There I am saying I’d like another game though, so I guess Warner Bros. and whoever do know what they’re doing. But like I said even my appetite isn’t never ending and I’m starting to feel like I’ve had enough. But maybe just one wafer thin sequel more…
Colin Seers


60 or bust

A few GC readers have written in about how good the new Mario Kart looks running at 60 frames per second. The gameplay videos do look great but it’s likely the video watched was not 60fps. Virtually all video on the Internet is 30fps, including most streaming services like YouTube and Vimeo.

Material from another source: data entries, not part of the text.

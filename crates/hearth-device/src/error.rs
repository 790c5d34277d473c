use thiserror::Error;

#[derive(Debug, Error)]
pub enum DeviceError {
    #[error(transparent)]
    Domain(#[from] hearth_domain::DomainError),

    #[error(transparent)]
    Config(#[from] hearth_config::ConfigError),
}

Twitch and UStream do offer live broadcast video at 60fps and some specialist gaming websites provide high bitrate 60fps gameplay downloads, Eurogamer’s Digital Foundry comes to mind. The file sizes involved can be pretty big; here Digital Foundry have about fifteen minutes of video of Battlefield 4 which comes to two gigabytes.
John Ryan

PS: It looks like Microsoft’s ‘Power of the Cloud’ wasn’t just a load of hot air, and comes to more than simply providing dedicated servers. It looks pretty early on and I wonder if this will come to market or become another interesting prototype that disappears, like Microsoft IllumiRoom and Project Milo for Kinect.

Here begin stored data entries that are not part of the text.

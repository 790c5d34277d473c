use hearth_auth::AccessRevocationManager;
use hearth_cloud::{CloudEngine, CloudError, GcdState, RegistrationData};
use hearth_config::{Config, ConfigStore, Settings};
use hearth_domain::{
    Command, CommandHandle, DeviceModel, DomainError, Origin, Role, Subscription,
};
use hearth_privet::{CloudDelegate, PairingStart, PrivetManager};
use hearth_provider::{
    DnsServiceDiscovery, HttpClient, HttpServer, Network, TaskRunner, TaskRunnerExt, Wifi,
};
use serde_json::{Map, Value};
use std::sync::{Arc, Weak};
use std::time::Duration;
use tracing::info;

use crate::access_api::AccessApiHandler;
use crate::base_api::{BaseApiHandler, DEVICE_COMPONENT};
use crate::error::DeviceError;

/// How often terminal commands past their grace period are reaped.
const COMMAND_CLEANUP_INTERVAL: Duration = Duration::from_secs(60);

/// The pluggable host integrations. `task_runner` and `http_client` are
/// mandatory; everything else degrades gracefully when absent.
pub struct Providers {
    pub task_runner: Arc<dyn TaskRunner>,
    pub http_client: Arc<dyn HttpClient>,
    pub config_store: Option<Arc<dyn ConfigStore>>,
    pub network: Option<Arc<dyn Network>>,
    pub http_server: Option<Arc<dyn HttpServer>>,
    pub dns_sd: Option<Arc<dyn DnsServiceDiscovery>>,
    pub wifi: Option<Arc<dyn Wifi>>,
}

/// The embedding API: owns the model, settings, cloud engine and local
/// surface, and exposes the operations an application needs to describe its
/// hardware and react to commands.
pub struct Device {
    model: Arc<DeviceModel>,
    config: Arc<Config>,
    cloud: Arc<CloudEngine>,
    privet: Option<Arc<PrivetManager>>,
    revocation: Arc<AccessRevocationManager>,
    _base_api: Arc<BaseApiHandler>,
    _access_api: Arc<AccessApiHandler>,
}

impl Device {
    /// Build and start a device instance. Must be called from within a
    /// tokio runtime.
    pub fn create(providers: Providers) -> Result<Arc<Device>, DeviceError> {
        let config = Arc::new(Config::new(providers.config_store.clone()));
        config.load()?;

        let model = DeviceModel::new();
        model.load_traits(&BaseApiHandler::trait_definitions())?;
        model.load_traits(&AccessApiHandler::trait_definitions())?;
        model.add_component(
            "",
            DEVICE_COMPONENT,
            vec![
                "device".to_string(),
                "privet".to_string(),
                "_accessRevocationList".to_string(),
            ],
        )?;

        let cloud = CloudEngine::new(
            model.clone(),
            config.clone(),
            providers.http_client.clone(),
            providers.network.clone(),
        );
        let revocation = Arc::new(AccessRevocationManager::new(providers.config_store.clone()));
        let base_api = BaseApiHandler::start(model.clone(), config.clone(), Some(cloud.clone()))?;
        let access_api = AccessApiHandler::start(model.clone(), revocation.clone())?;

        cloud.start();

        let privet = match (&providers.http_server, &providers.network) {
            (Some(http_server), Some(network)) => Some(PrivetManager::start(
                model.clone(),
                config.clone(),
                providers.task_runner.clone(),
                network.clone(),
                http_server.clone(),
                providers.dns_sd.clone(),
                providers.wifi.clone(),
                Some(cloud.clone() as Arc<dyn CloudDelegate>),
            )),
            _ => None,
        };

        schedule_command_cleanup(providers.task_runner.clone(), Arc::downgrade(&model));

        info!(device_id = %config.settings().device_id, "device started");
        Ok(Arc::new(Device {
            model,
            config,
            cloud,
            privet,
            revocation,
            _base_api: base_api,
            _access_api: access_api,
        }))
    }

    // ── Model ─────────────────────────────────────────────────────────────

    pub fn model(&self) -> &Arc<DeviceModel> {
        &self.model
    }

    pub fn add_trait_definitions(&self, dict: &Value) -> Result<(), DomainError> {
        self.model.load_traits(dict)
    }

    pub fn add_trait_definitions_json(&self, json: &str) -> Result<(), DomainError> {
        self.model.load_traits_json(json)
    }

    pub fn add_component(
        &self,
        parent_path: &str,
        name: &str,
        traits: Vec<String>,
    ) -> Result<(), DomainError> {
        self.model.add_component(parent_path, name, traits)
    }

    pub fn add_component_array_item(
        &self,
        parent_path: &str,
        name: &str,
        traits: Vec<String>,
    ) -> Result<String, DomainError> {
        self.model.add_component_array_item(parent_path, name, traits)
    }

    pub fn add_command_handler(
        &self,
        component_path: &str,
        command_name: &str,
        handler: impl Fn(CommandHandle) + Send + Sync + 'static,
    ) -> Result<(), DomainError> {
        self.model
            .add_command_handler(component_path, command_name, handler)
    }

    pub fn add_default_command_handler(
        &self,
        handler: impl Fn(CommandHandle) + Send + Sync + 'static,
    ) -> Result<(), DomainError> {
        self.model.add_default_command_handler(handler)
    }

    /// Queue a host-initiated command.
    pub fn add_command(&self, command: &Value) -> Result<String, DomainError> {
        self.model.add_command(command, Origin::Local, Role::Owner)
    }

    pub fn find_command(&self, id: &str) -> Option<Arc<Command>> {
        self.model.find_command(id)
    }

    pub fn set_state_properties(
        &self,
        component_path: &str,
        patch: &Map<String, Value>,
    ) -> Result<u64, DomainError> {
        self.model.set_state_properties(component_path, patch)
    }

    pub fn set_state_property(
        &self,
        component_path: &str,
        name: &str,
        value: Value,
    ) -> Result<u64, DomainError> {
        self.model.set_state_property(component_path, name, value)
    }

    pub fn get_state_property(
        &self,
        component_path: &str,
        name: &str,
    ) -> Result<Value, DomainError> {
        self.model.get_state_property(component_path, name)
    }

    pub fn traits(&self) -> Value {
        self.model.traits_json()
    }

    pub fn components(&self) -> Value {
        self.model.components_json()
    }

    // ── Settings ──────────────────────────────────────────────────────────

    pub fn settings(&self) -> Settings {
        self.config.settings()
    }

    pub fn config(&self) -> &Arc<Config> {
        &self.config
    }

    pub fn on_settings_changed(
        &self,
        callback: impl Fn(&Settings) + Send + Sync + 'static,
    ) -> Subscription {
        self.config.on_changed(callback)
    }

    // ── Cloud ─────────────────────────────────────────────────────────────

    pub async fn register(&self, data: RegistrationData) -> Result<(), CloudError> {
        self.cloud.register(data).await
    }

    pub fn gcd_state(&self) -> GcdState {
        self.cloud.gcd_state()
    }

    pub fn on_gcd_state_changed(
        &self,
        callback: impl Fn(&GcdState) + Send + Sync + 'static,
    ) -> Subscription {
        self.cloud.on_gcd_state_changed(callback)
    }

    pub fn cloud(&self) -> &Arc<CloudEngine> {
        &self.cloud
    }

    // ── Local access ──────────────────────────────────────────────────────

    pub fn privet(&self) -> Option<&Arc<PrivetManager>> {
        self.privet.as_ref()
    }

    pub fn revocation_manager(&self) -> &Arc<AccessRevocationManager> {
        &self.revocation
    }

    /// Observe pairing sessions opening and closing, e.g. to display the
    /// code. No-ops on devices without a local surface.
    pub fn on_pairing_changed(
        &self,
        on_start: impl Fn(&PairingStart) + Send + Sync + 'static,
        on_end: impl Fn(&String) + Send + Sync + 'static,
    ) -> Vec<Subscription> {
        match &self.privet {
            Some(privet) => vec![
                privet.security().on_pairing_start(on_start),
                privet.security().on_pairing_end(on_end),
            ],
            None => Vec::new(),
        }
    }
}

fn schedule_command_cleanup(runner: Arc<dyn TaskRunner>, model: Weak<DeviceModel>) {
    let runner2 = runner.clone();
    runner.post_after(COMMAND_CLEANUP_INTERVAL, move || {
        if let Some(live) = model.upgrade() {
            live.cleanup_commands();
            schedule_command_cleanup(runner2, model);
        }
    });
}

#[cfg(test)]
mod tests {
    use super::*;
    use async_trait::async_trait;
    use base64::prelude::*;
    use hearth_domain::CommandState;
    use hearth_provider::{HttpMethod, HttpResponse, MemoryConfigStore, ProviderError};
    use serde_json::json;

    struct ManualTaskRunner;

    impl TaskRunner for ManualTaskRunner {
        fn post_delayed(&self, _delay: Duration, _task: Box<dyn FnOnce() + Send>) {}
    }

    struct NoHttpClient;

    #[async_trait]
    impl HttpClient for NoHttpClient {
        async fn send_request(
            &self,
            _method: HttpMethod,
            _url: &str,
            _headers: &[(String, String)],
            _body: Option<Vec<u8>>,
        ) -> Result<HttpResponse, ProviderError> {
            Err(ProviderError::Offline)
        }
    }

    fn device() -> Arc<Device> {
        Device::create(Providers {
            task_runner: Arc::new(ManualTaskRunner),
            http_client: Arc::new(NoHttpClient),
            config_store: Some(Arc::new(MemoryConfigStore::new())),
            network: None,
            http_server: None,
            dns_sd: None,
            wifi: None,
        })
        .unwrap()
    }

    #[tokio::test]
    async fn startup_seeds_builtin_traits_and_state() {
        let device = device();
        assert!(!device.settings().device_id.is_empty());

        let components = device.components();
        let traits = components["device"]["traits"].as_array().unwrap();
        for name in ["device", "privet", "_accessRevocationList"] {
            assert!(traits.contains(&json!(name)), "missing {name}");
        }

        assert_eq!(
            device.get_state_property("device", "privet.apiVersion").unwrap(),
            json!("3")
        );
        assert_eq!(
            device
                .get_state_property("device", "_accessRevocationList.capacity")
                .unwrap(),
            json!(1024)
        );
        assert_eq!(
            device
                .get_state_property("device", "privet.maxRoleForAnonymousAccess")
                .unwrap(),
            json!("viewer")
        );
        assert_eq!(device.gcd_state(), GcdState::Unconfigured);
    }

    #[tokio::test]
    async fn set_config_command_updates_settings_and_state() {
        let device = device();
        let id = device
            .add_command(&json!({
                "name": "device.setConfig",
                "parameters": {"name": "Kettle", "location": "kitchen"},
            }))
            .unwrap();

        let command = device.find_command(&id).unwrap();
        assert_eq!(command.state(), CommandState::Done);
        assert_eq!(device.settings().name, "Kettle");
        assert_eq!(device.settings().location, "kitchen");
        assert_eq!(
            device.get_state_property("device", "device.name").unwrap(),
            json!("Kettle")
        );
    }

    #[tokio::test]
    async fn privet_set_config_validates_the_role_enum() {
        let device = device();
        // "owner" is outside the allowed anonymous roles.
        let err = device
            .add_command(&json!({
                "name": "privet.setConfig",
                "parameters": {"maxRoleForAnonymousAccess": "owner"},
            }))
            .unwrap_err();
        assert!(matches!(err, DomainError::NotInEnum { .. }));

        device
            .add_command(&json!({
                "name": "privet.setConfig",
                "parameters": {"maxRoleForAnonymousAccess": "none", "isLocalAccessEnabled": false},
            }))
            .unwrap();
        assert_eq!(device.settings().local_anonymous_access_role, Role::None);
        assert!(!device.settings().local_access_enabled);
    }

    #[tokio::test]
    async fn revocation_commands_round_trip() {
        let device = device();
        let user = BASE64_STANDARD.encode(b"user-1");
        let app = BASE64_STANDARD.encode(b"app-1");

        // Revocation/expiration are J2000 seconds; far future expiration.
        let id = device
            .add_command(&json!({
                "name": "_accessRevocationList.add",
                "parameters": {
                    "userId": user,
                    "applicationId": app,
                    "revocationTimestamp": 900_000_000,
                    "expirationTime": 2_000_000_000,
                },
            }))
            .unwrap();
        assert_eq!(device.find_command(&id).unwrap().state(), CommandState::Done);
        assert_eq!(device.revocation_manager().len(), 1);

        let id = device
            .add_command(&json!({"name": "_accessRevocationList.list"}))
            .unwrap();
        let command = device.find_command(&id).unwrap();
        assert_eq!(command.state(), CommandState::Done);
        let results = command.results();
        let list = results["revocationList"].as_array().unwrap();
        assert_eq!(list.len(), 1);
        assert_eq!(list[0]["userId"], json!(user));
    }

    #[tokio::test]
    async fn bad_ids_abort_the_add_command() {
        let device = device();
        let id = device
            .add_command(&json!({
                "name": "_accessRevocationList.add",
                "parameters": {
                    "userId": "!!!not-base64!!!",
                    "applicationId": "",
                    "revocationTimestamp": 1,
                    "expirationTime": 2_000_000_000,
                },
            }))
            .unwrap();
        let command = device.find_command(&id).unwrap();
        assert_eq!(command.state(), CommandState::Aborted);
        assert!(command.error().is_some());
    }

    #[tokio::test]
    async fn app_traits_compose_with_builtins() {
        let device = device();
        device
            .add_trait_definitions(&json!({
                "onOff": {
                    "commands": {
                        "setState": {
                            "minimalRole": "user",
                            "parameters": {"state": {"type": "string", "enum": ["on", "off"]}}
                        }
                    },
                    "state": {"state": {"type": "string"}}
                }
            }))
            .unwrap();
        device.add_component("", "light", vec!["onOff".into()]).unwrap();

        let fired = Arc::new(std::sync::atomic::AtomicBool::new(false));
        let fired2 = fired.clone();
        device
            .add_command_handler("light", "onOff.setState", move |cmd| {
                let command = cmd.upgrade().unwrap();
                let state = command.parameters()["state"].clone();
                command.set_progress(Map::new()).unwrap();
                command.complete(Map::new()).unwrap();
                assert_eq!(state, json!("on"));
                fired2.store(true, std::sync::atomic::Ordering::SeqCst);
            })
            .unwrap();

        device
            .add_command(&json!({"name": "onOff.setState", "parameters": {"state": "on"}}))
            .unwrap();
        assert!(fired.load(std::sync::atomic::Ordering::SeqCst));
    }
}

GC: 60fps is a thing you feel, in the fluidity and responsiveness of the controls, more than you see. But we take your point.

Inbox also-rans

That sturdy little sprite would be Mr Rick Dangerous. Whether or not I get the Fez code I want to thank Opt1mus76 for considering those that don’t have internet access at key times of the day!
Meestah Bull

GC: Lucky for you, you did win it.

People are still playing GTA Online? I mean it was fun and all at the time, but aren’t they a bit bored of the wonky driving and auto-aiming gunplay?
Crabbles

This week’s Hot Topic

The subject for this weekend’s Inbox was suggested by reader Iceman, who asks what game did you initially hate but end up loving?

What’s the most extreme turnaround you’ve ever had for a video game? Was it a game you were dubious about at the preview stage or one you disliked in the first few hours but then went on to really enjoy? What period of time was there between the two opinions and was there any specific moment or feature that changed your mind?
Is there anything you regret about your earlier attitude and do you blame it on bad marketing, inaccurate previews, or just you getting the wrong end of the stick? Did you just think it wasn’t the sort of game for you, only to later find out the opposite?